Get back to not thinking about your feet.
What is a Chiropodist?
A Chiropodist is a primary health care provider who assesses and treats a multitude of general and preventative foot conditions. Treating all levels of the foot from skin and nail infections to bone and joint pain. While a physician’s referral is not required, many physicians and other medical professionals refer their patients for consultation. A consultation includes a full history and foot exam as the basis of a comprehensive management plan for your foot care.
What is the difference between a Podiatrist and a Chiropodist?
There is no denying that the two titles cause some confusion. The simple answer is that there is no significant difference between Chiropodists and Podiatrists in Ontario. Both professions are regulated by the College of Chiropodists of Ontario. The difference in title is determined by which country the chiropody or podiatry degree was obtained.
The practitioners using the title Podiatrist in Ontario graduated outside of Ontario (in the US for example) and moved to Ontario before 1993. Any Podiatrists graduating and moving to Ontario after 1993 are registered as Chiropodists in the province of Ontario. There have been no new Podiatrists registered in Ontario for the past 24 years.

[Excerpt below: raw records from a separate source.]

//! All possible UI actions. Actions are the sole mechanism for state mutation.

use std::fmt;
use std::time::Duration;

use brightline_core::{DeviceId, SessionHandle, Views};

/// Link to the backend as shown in the status bar.
#[derive(Debug, Clone, PartialEq, Eq, Default)]
pub enum LinkStatus {
    #[default]
    Connecting,
    Connected,
    /// Waiting `delay` before restart attempt `attempt`.
    Reconnecting { attempt: u32, delay: Duration },
    /// Lost for good; local edits still reach the backend.
    Disconnected(String),
}

impl fmt::Display for LinkStatus {
    fn fmt(&self, f: &mut fmt::Formatter<'_>) -> fmt::Result {
        match self {
            Self::Connecting => f.write_str("connecting"),
            Self::Connected => f.write_str("connected"),
            Self::Reconnecting { attempt, delay } => {
                write!(f, "reconnecting (#{attempt} in {:.1}s)", delay.as_secs_f64())
            }
            Self::Disconnected(reason) => write!(f, "disconnected: {reason}"),
        }
    }
}

#[derive(Debug, Clone, Copy, PartialEq, Eq)]
pub enum NotificationLevel {
    Info,
    Warning,
    Error,
}

/// Footer message, cleared after a few seconds.
#[derive(Debug, Clone, PartialEq, Eq)]
pub struct Notification {
    pub message: String,
    pub level: NotificationLevel,
}

impl Notification {
    pub fn error(message: impl Into<String>) -> Self {
        Self {
            message: message.into(),
            level: NotificationLevel::Error,
        }
    }

    pub fn warning(message: impl Into<String>) -> Self {
        Self {
            message: message.into(),
            level: NotificationLevel::Warning,
        }
    }

    pub fn info(message: impl Into<String>) -> Self {
        Self {
            message: message.into(),
            level: NotificationLevel::Info,
        }
    }
}

#[derive(Debug, Clone)]
pub enum Action {
    // ── Lifecycle ──
    Quit,
    Tick,
    Render,
    Resize(u16, u16),

    // ── Navigation ──
    SelectNext,
    SelectPrev,

    // ── Gestures ──
    /// Pointer at `position` percent of the device's track.
    Drag { id: DeviceId, position: f64 },
    /// Double-click or `r`: back to the configured center.
    ResetDevice(DeviceId),
    /// Keyboard step to an absolute value.
    Nudge { id: DeviceId, value: i32 },

    // ── Data (from the bridge) ──
    SessionStarted(SessionHandle),
    DevicesUpdated(Views),
    Link(LinkStatus),

    Notify(Notification),
}
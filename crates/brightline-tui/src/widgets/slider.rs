//! Center-anchored slider track.
//!
//! The fill runs from the device's center value to its current value, so a
//! `-100..100` panel at `-30` fills leftward from the middle. Geometry comes
//! precomputed on the [`DeviceView`]; this module only maps percentages to
//! terminal cells and back.

use brightline_core::DeviceView;
use ratatui::{buffer::Buffer, layout::Rect, widgets::Widget};

use crate::theme;

const TRACK: &str = "─";
const FILL: &str = "━";
const CENTER: &str = "┼";
const THUMB: &str = "●";

pub struct SliderBar<'a> {
    view: &'a DeviceView,
    selected: bool,
}

impl<'a> SliderBar<'a> {
    pub fn new(view: &'a DeviceView) -> Self {
        Self {
            view,
            selected: false,
        }
    }

    pub fn selected(mut self, selected: bool) -> Self {
        self.selected = selected;
        self
    }
}

impl Widget for SliderBar<'_> {
    fn render(self, area: Rect, buf: &mut Buffer) {
        if area.width == 0 || area.height == 0 {
            return;
        }
        let y = area.y;
        let geometry = &self.view.geometry;
        let pending = self.view.is_pending();

        for x in area.left()..area.right() {
            buf[(x, y)].set_symbol(TRACK).set_style(theme::track());
        }

        let center_pct = center_percent(self.view);
        buf[(area.x + cell_at(center_pct, area.width), y)]
            .set_symbol(CENTER)
            .set_style(theme::track());

        if geometry.fill_width_percent > 0.0 {
            let from = cell_at(geometry.fill_start_percent, area.width);
            let to = cell_at(
                geometry.fill_start_percent + geometry.fill_width_percent,
                area.width,
            );
            for offset in from..=to {
                buf[(area.x + offset, y)]
                    .set_symbol(FILL)
                    .set_style(theme::fill(pending));
            }
        }

        buf[(area.x + cell_at(geometry.position_percent, area.width), y)]
            .set_symbol(THUMB)
            .set_style(theme::thumb(self.selected));
    }
}

/// Cell offset within a track of `width` cells for `percent` of its length.
pub fn cell_at(percent: f64, width: u16) -> u16 {
    if width <= 1 {
        return 0;
    }
    let last = f64::from(width - 1);
    let cell = (percent.clamp(0.0, 100.0) / 100.0 * last).round();
    #[allow(clippy::cast_possible_truncation, clippy::cast_sign_loss, clippy::as_conversions)]
    let cell = cell as u16;
    cell.min(width - 1)
}

/// Track position in percent for a pointer at `column`, clamped to the track.
pub fn position_at(column: u16, track: Rect) -> f64 {
    if track.width <= 1 {
        return 0.0;
    }
    let offset = column.clamp(track.left(), track.right() - 1) - track.left();
    f64::from(offset) / f64::from(track.width - 1) * 100.0
}

fn center_percent(view: &DeviceView) -> f64 {
    let min = f64::from(view.range.min());
    let span = f64::from(view.range.max()) - min;
    (f64::from(view.center) - min) / span * 100.0
}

Chiropodists and Podiatrists are both primary health care providers specializing in the assessment and treatment of lower limb disorders. Both Chiropodists and Podiatrists can prescribe drugs, assess, and treat foot and ankle problems, perform soft tissue surgeries, prescribe custom orthotics and orthopedic shoes. Podiatrists trained in US before 1993 have a slightly expanded scope of practice that includes bone surgery in the foot.
Julia graduated in 1994 and has been registered with the College of Chiropodists of Ontario since that time.
Chiropodists undergo extensive training including a bachelor’s degree in science plus a 3–4 year Chiropody/Podiatry program. Presently there are 7 American Podiatry schools and 1 Canadian Chiropody school.
Many Chiropodists have taken 7 or 8 years of post secondary school training before beginning to practice
The Chiropodist’s Work
The scope of practice varies from province to province, but generally practitioners will have several controlled acts.
These include the treatment of:
Structural and Bone Deformities
Subcutaneous Lesions including Corns, Callus warts
Generic and Customized Orthotics
Generic/Orthopaedic and Custom Footwear
Soft tissue surgery: Ingrown Nails, etc.